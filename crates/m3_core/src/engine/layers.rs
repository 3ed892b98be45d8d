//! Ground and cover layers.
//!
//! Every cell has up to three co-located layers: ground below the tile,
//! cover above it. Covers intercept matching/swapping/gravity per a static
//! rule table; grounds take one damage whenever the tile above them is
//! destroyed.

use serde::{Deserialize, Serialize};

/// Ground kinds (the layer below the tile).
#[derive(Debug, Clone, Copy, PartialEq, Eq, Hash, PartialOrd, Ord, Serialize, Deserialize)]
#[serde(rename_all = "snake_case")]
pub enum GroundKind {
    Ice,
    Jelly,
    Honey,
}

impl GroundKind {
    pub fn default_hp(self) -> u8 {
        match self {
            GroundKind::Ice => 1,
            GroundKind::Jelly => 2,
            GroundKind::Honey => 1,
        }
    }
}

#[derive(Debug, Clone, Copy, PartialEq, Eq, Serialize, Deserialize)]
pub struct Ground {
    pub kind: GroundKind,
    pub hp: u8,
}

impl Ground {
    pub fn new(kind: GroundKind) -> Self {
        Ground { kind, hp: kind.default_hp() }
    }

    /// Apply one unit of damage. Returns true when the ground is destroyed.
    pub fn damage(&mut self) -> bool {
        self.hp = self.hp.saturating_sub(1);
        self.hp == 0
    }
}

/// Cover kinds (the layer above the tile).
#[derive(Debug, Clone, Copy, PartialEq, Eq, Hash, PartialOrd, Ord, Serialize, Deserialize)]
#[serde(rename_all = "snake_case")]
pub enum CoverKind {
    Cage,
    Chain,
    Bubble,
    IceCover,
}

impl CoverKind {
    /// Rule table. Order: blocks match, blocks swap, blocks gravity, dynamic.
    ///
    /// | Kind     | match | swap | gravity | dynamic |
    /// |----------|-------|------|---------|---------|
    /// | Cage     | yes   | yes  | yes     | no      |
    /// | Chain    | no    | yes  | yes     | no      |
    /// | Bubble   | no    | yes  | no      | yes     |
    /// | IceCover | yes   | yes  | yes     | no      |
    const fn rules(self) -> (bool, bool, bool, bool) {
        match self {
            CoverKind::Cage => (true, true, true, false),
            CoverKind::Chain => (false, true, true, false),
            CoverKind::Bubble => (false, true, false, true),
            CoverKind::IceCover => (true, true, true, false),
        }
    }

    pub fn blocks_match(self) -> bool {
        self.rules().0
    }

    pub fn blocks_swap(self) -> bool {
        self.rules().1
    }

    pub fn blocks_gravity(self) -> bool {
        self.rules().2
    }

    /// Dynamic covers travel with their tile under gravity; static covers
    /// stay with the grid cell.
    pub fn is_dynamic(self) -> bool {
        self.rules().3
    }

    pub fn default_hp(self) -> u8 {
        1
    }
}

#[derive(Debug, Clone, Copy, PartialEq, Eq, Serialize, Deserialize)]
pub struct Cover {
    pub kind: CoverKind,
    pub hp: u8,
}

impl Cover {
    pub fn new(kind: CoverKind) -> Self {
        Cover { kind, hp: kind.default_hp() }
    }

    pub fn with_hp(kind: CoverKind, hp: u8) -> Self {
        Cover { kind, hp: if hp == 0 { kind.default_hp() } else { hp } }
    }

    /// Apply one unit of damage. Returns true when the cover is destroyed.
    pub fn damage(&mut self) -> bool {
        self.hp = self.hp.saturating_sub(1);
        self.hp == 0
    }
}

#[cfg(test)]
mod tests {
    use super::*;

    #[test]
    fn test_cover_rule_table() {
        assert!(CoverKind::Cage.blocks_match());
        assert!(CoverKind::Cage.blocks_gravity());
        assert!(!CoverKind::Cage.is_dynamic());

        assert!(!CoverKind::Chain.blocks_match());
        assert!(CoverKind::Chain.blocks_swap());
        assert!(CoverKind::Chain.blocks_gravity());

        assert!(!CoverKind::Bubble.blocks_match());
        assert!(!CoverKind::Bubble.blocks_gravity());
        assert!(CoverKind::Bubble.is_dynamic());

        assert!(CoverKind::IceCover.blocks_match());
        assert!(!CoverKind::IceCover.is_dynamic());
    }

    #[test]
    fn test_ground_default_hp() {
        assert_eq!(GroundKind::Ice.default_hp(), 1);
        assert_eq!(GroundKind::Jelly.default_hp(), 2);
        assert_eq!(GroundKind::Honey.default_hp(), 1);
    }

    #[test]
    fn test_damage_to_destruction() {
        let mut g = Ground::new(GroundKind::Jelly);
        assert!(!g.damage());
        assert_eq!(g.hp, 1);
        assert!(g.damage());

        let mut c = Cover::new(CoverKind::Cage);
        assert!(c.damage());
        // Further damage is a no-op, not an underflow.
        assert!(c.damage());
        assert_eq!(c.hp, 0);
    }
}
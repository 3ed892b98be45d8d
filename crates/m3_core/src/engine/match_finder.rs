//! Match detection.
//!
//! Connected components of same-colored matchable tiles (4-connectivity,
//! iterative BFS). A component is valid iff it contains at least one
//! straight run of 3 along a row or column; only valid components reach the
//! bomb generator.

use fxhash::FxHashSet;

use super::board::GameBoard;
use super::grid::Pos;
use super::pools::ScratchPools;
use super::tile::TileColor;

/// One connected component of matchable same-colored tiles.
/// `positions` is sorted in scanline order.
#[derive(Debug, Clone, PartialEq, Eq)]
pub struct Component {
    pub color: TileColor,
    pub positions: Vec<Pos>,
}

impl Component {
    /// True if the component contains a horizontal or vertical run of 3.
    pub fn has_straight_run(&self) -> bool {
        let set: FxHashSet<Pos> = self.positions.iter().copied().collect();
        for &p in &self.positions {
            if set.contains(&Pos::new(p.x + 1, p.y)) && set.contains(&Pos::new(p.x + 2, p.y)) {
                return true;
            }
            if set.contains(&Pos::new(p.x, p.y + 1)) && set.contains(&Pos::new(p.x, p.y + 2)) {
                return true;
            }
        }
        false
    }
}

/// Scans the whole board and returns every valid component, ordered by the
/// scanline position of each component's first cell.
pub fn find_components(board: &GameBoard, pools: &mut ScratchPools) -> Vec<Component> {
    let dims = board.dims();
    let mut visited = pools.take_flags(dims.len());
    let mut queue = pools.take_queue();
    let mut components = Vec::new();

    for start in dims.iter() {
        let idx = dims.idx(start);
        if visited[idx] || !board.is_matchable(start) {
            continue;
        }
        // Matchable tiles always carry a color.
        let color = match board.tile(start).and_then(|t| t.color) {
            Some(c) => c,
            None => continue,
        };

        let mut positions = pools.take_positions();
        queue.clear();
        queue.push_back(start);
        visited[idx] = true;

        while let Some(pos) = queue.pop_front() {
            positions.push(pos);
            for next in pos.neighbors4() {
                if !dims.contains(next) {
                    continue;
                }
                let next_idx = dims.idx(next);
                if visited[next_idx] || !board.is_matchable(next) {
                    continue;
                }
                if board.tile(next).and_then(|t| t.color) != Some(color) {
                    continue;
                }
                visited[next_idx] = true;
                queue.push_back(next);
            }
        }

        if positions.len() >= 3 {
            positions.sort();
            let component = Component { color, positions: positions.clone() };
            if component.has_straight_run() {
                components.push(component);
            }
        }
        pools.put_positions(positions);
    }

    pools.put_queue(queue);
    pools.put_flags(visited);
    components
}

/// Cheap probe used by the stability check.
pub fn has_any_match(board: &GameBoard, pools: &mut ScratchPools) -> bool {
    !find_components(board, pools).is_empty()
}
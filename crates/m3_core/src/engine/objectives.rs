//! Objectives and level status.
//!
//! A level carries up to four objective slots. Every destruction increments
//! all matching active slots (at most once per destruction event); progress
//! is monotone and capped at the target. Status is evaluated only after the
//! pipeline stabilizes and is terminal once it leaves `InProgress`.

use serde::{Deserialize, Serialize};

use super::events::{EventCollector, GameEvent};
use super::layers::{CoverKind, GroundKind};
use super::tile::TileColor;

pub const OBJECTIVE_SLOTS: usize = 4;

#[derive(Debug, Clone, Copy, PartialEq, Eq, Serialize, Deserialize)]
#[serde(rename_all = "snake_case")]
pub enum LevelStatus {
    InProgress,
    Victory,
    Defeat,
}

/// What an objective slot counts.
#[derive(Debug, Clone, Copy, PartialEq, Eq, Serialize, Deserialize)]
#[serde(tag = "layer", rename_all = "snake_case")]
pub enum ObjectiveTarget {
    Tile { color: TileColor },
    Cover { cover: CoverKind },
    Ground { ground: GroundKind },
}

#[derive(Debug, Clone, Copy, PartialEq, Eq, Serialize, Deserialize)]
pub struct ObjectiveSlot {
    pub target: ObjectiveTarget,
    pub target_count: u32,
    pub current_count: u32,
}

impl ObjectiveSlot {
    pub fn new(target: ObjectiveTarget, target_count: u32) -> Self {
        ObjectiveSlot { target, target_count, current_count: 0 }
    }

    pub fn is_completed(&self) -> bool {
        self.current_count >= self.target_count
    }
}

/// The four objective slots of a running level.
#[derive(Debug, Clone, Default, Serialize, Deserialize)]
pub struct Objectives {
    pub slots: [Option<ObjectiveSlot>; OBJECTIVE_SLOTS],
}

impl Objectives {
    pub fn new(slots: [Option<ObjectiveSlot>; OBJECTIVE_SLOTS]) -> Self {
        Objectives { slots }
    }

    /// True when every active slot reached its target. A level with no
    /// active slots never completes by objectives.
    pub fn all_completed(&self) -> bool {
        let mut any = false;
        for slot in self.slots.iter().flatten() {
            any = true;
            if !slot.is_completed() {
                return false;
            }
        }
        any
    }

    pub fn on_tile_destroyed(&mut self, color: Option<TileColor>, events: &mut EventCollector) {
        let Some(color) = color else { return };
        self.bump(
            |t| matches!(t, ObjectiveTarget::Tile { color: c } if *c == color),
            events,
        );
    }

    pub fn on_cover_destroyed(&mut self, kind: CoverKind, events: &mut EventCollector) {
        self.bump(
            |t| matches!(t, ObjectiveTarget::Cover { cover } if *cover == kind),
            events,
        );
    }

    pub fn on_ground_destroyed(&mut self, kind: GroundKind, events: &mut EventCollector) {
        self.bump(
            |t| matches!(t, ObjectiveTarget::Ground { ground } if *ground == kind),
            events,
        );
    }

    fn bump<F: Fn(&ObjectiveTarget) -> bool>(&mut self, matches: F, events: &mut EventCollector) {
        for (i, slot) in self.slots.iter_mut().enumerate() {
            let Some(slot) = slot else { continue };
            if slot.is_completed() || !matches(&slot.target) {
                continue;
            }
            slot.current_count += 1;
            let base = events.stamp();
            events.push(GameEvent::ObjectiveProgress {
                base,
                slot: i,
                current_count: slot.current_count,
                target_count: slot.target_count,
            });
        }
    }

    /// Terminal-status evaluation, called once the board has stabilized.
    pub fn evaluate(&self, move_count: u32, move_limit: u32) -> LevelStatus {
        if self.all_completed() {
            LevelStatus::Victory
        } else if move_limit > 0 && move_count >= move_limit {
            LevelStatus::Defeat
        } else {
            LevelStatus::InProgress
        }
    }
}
■ ■ ■ ■
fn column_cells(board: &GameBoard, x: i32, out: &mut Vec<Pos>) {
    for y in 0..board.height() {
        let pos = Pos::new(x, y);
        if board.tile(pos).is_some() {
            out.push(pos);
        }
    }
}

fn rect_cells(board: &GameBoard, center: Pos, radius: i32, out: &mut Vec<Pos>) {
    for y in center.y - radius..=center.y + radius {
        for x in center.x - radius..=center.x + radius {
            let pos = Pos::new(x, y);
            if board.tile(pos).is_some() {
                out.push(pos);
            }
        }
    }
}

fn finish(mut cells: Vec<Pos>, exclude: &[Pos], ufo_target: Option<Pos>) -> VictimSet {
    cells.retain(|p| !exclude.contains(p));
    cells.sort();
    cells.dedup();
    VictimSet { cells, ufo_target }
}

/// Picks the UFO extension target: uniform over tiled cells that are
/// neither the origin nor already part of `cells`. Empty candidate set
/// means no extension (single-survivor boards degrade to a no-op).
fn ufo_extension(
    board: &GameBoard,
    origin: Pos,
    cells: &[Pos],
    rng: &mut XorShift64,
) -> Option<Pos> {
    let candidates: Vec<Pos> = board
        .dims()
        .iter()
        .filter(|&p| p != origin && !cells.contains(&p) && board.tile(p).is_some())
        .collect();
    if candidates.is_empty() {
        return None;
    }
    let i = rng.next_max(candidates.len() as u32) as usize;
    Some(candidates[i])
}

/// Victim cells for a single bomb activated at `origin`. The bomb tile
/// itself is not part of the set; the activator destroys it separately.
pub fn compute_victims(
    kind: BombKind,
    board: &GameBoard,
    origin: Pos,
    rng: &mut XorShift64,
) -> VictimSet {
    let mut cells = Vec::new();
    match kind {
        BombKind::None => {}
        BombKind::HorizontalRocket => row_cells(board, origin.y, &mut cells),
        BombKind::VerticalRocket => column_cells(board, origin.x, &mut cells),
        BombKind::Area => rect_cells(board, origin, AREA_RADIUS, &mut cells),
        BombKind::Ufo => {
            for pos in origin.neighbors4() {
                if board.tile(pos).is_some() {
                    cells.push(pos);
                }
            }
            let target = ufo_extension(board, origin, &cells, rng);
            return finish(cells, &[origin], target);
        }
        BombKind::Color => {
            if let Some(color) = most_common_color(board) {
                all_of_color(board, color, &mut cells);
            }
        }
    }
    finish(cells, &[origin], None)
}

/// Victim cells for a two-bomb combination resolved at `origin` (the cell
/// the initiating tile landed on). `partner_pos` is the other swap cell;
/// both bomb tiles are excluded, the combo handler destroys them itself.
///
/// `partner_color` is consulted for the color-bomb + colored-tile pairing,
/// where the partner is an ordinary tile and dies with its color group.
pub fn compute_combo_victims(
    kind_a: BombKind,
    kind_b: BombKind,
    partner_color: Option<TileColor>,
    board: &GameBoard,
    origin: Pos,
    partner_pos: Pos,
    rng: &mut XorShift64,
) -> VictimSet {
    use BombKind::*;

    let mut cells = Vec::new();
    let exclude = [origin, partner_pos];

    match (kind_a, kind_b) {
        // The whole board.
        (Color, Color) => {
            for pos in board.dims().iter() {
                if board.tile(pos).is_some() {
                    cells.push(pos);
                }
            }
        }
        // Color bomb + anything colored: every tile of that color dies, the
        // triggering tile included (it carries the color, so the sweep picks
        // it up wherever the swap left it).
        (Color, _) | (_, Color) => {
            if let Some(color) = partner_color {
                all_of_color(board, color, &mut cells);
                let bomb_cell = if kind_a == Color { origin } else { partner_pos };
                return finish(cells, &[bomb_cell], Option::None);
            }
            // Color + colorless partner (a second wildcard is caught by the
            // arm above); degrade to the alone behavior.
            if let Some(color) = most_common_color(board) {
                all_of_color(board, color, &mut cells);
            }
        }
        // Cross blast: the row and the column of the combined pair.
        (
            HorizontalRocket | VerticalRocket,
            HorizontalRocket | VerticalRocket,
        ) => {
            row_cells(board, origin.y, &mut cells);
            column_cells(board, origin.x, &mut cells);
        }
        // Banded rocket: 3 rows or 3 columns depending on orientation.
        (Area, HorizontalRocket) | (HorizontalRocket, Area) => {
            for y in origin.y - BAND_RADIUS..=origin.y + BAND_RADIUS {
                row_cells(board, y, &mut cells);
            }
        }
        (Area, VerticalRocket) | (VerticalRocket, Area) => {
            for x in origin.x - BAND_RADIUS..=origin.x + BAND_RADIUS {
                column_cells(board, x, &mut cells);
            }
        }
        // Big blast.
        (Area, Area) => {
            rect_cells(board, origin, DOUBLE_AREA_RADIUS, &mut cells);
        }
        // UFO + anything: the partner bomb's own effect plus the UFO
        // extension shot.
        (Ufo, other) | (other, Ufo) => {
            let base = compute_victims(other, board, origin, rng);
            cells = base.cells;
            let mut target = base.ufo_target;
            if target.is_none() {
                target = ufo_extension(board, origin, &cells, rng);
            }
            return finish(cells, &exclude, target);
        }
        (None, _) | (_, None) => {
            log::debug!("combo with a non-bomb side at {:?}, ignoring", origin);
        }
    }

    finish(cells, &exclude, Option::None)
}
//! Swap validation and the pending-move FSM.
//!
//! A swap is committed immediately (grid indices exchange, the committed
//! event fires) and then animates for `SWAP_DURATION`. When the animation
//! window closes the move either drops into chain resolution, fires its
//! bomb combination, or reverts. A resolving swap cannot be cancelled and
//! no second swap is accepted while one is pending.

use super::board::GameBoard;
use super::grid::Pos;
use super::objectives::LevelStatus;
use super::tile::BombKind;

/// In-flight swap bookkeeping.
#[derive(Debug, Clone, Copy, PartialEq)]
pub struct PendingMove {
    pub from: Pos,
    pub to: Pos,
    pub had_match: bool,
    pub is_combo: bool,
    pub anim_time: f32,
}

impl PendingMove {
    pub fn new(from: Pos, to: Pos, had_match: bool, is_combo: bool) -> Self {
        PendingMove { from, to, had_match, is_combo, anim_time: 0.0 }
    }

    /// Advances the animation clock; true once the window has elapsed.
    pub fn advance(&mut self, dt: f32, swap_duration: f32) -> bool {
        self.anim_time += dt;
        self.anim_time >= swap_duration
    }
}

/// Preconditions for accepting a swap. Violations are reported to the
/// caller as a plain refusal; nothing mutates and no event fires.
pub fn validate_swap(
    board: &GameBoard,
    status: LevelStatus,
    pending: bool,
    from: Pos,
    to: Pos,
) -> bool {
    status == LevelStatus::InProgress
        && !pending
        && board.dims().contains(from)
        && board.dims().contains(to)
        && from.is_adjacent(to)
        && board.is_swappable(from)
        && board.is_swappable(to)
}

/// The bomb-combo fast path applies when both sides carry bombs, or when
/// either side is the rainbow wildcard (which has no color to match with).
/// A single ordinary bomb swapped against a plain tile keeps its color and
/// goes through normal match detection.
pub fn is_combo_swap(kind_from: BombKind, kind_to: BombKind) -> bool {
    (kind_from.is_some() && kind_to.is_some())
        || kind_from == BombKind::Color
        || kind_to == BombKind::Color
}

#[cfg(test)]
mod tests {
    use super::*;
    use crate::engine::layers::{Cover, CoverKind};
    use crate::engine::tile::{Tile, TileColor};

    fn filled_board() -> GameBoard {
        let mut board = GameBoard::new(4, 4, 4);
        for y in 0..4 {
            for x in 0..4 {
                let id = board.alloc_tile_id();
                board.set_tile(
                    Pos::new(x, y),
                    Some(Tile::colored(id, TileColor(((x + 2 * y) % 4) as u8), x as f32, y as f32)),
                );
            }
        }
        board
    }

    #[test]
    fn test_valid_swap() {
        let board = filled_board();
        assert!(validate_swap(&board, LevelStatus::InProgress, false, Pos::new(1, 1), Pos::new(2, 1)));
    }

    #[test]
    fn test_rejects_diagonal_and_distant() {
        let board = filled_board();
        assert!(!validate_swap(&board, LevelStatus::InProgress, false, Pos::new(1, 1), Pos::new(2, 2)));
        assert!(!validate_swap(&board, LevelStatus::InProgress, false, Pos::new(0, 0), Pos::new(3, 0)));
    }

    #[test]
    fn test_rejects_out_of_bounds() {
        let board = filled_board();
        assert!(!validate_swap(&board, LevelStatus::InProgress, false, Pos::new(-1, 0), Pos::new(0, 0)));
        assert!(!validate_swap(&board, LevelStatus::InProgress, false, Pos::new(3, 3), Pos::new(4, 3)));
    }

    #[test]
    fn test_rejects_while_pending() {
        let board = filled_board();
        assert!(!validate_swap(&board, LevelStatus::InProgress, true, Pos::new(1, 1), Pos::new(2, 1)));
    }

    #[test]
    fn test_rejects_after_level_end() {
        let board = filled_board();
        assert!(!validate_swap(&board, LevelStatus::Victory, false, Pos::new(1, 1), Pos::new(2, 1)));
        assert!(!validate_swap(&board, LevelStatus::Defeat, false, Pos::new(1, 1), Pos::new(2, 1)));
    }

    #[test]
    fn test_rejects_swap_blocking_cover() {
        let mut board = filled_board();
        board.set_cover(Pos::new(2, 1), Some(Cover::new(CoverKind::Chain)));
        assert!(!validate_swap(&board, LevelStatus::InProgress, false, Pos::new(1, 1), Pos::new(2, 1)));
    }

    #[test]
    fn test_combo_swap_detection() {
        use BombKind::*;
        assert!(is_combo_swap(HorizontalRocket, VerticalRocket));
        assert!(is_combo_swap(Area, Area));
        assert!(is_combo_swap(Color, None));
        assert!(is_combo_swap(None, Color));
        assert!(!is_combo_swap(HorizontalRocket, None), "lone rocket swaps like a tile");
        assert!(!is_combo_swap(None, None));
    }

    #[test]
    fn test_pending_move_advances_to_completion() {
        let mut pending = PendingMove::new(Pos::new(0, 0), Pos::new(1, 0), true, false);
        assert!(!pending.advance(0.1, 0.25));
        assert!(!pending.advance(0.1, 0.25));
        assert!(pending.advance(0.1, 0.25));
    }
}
■ ■ ■ ■
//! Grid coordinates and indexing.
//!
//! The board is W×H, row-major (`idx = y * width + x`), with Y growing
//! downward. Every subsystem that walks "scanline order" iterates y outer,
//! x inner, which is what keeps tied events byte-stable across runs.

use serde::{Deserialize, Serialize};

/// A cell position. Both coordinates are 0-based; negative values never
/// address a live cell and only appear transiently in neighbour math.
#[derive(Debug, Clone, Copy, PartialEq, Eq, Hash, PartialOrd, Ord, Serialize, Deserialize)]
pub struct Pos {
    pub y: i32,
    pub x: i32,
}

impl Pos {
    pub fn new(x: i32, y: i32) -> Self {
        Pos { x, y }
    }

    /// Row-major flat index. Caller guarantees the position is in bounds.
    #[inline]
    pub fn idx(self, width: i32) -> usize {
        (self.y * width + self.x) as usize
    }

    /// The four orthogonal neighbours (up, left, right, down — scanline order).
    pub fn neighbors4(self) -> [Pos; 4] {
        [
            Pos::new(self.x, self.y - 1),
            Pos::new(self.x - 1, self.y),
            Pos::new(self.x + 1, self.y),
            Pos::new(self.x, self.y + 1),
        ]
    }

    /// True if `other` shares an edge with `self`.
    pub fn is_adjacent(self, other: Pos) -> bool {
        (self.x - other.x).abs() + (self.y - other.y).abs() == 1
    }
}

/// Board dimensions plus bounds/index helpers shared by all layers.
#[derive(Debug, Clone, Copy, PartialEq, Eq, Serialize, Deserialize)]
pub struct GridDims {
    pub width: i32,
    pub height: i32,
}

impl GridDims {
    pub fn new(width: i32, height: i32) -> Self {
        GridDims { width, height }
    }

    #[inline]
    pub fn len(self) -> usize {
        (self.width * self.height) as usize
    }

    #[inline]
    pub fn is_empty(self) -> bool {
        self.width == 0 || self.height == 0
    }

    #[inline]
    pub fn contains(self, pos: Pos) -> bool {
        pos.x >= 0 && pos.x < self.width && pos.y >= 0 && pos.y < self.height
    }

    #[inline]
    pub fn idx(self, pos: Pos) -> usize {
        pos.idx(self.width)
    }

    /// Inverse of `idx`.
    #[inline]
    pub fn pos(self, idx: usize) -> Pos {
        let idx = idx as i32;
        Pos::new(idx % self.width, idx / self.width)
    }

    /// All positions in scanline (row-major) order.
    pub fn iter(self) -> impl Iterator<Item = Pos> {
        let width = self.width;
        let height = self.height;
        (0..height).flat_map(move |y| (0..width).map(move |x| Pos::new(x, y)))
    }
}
■ ■ ■ ■
Please return only the lines above, starting at the line that has "assert_eq!(GroundKind::Honey.default_hp(), 1);" and ending at the line that has "assert!(g.damage());", keeping both and leaving each one unchanged.

        assert_eq!(GroundKind::Honey.default_hp(), 1);
    }

    #[test]
    fn test_damage_to_destruction() {
        let mut g = Ground::new(GroundKind::Jelly);
        assert!(!g.damage());
        assert_eq!(g.hp, 1);
        assert!(g.damage());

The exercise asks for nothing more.